Putting this in the context of the evolution debate, what's more impressive? A god that, from a set of plans, calls forth into existence the world exactly as it is today with no capacity for change? Or a god who designs a system (starting from scratch) for a self-perpetuating, constantly changing universe, which eventually, by itself, using its own mechanisms, creates life? And not just life, but extremely complicated life forms capable of all sorts of rational and abstract thought?
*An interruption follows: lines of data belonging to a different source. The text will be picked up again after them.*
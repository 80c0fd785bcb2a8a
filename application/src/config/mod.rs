//! Application-level configuration.
//!
//! - [`OrchestratorParams`]: retry policy, plan size and time bounds of a run

pub mod orchestrator_params;

pub use orchestrator_params::OrchestratorParams;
I'll take the latter. But only on the days when my agnostic faith is weak. :)
(no subject)
Date: 2005-01-06 06:06 pm (UTC)From http://bash.org/?top2:
(no subject)
Date: 2005-01-06 06:51 pm (UTC)(no subject)
Date: 2005-01-06 07:07 pm (UTC)(no subject)
Date: 2005-01-06 06:08 pm (UTC)However, as a teacher, I'm not sure I would mind all that much reading the statement in the class on January 13th. Why? Because I expect I could read it in such a way as to make the ones who wrote it sound very, very foolish indeed. Remember - presentation matters.
(no subject)
Date: 2005-01-06 06:50 pm (UTC)(no subject)
Date: 2005-01-06 08:55 pm (UTC)I sent Senator Boxer a thank you note as soon as the news broke this morning that she would sign off on Representative Jones' objection.
I had to. Us Ohioans don't have any Senators worth mentioning.
Meanwhile, the first speaker against the motion was our local representative, who went off on a shrill, harsh screed. So I still consider my representative to be Marcy Kaptur, who was my rep when I lived in Toledo.
Kudos to the Republicans who spoke--and there were a couple--who were calm, collected, and actually addressed the question at hand rather than launch ad hominem attacks and smearing every dissenter in sight. I still think they're wrong, but at least they're rational about it, and I can respect that.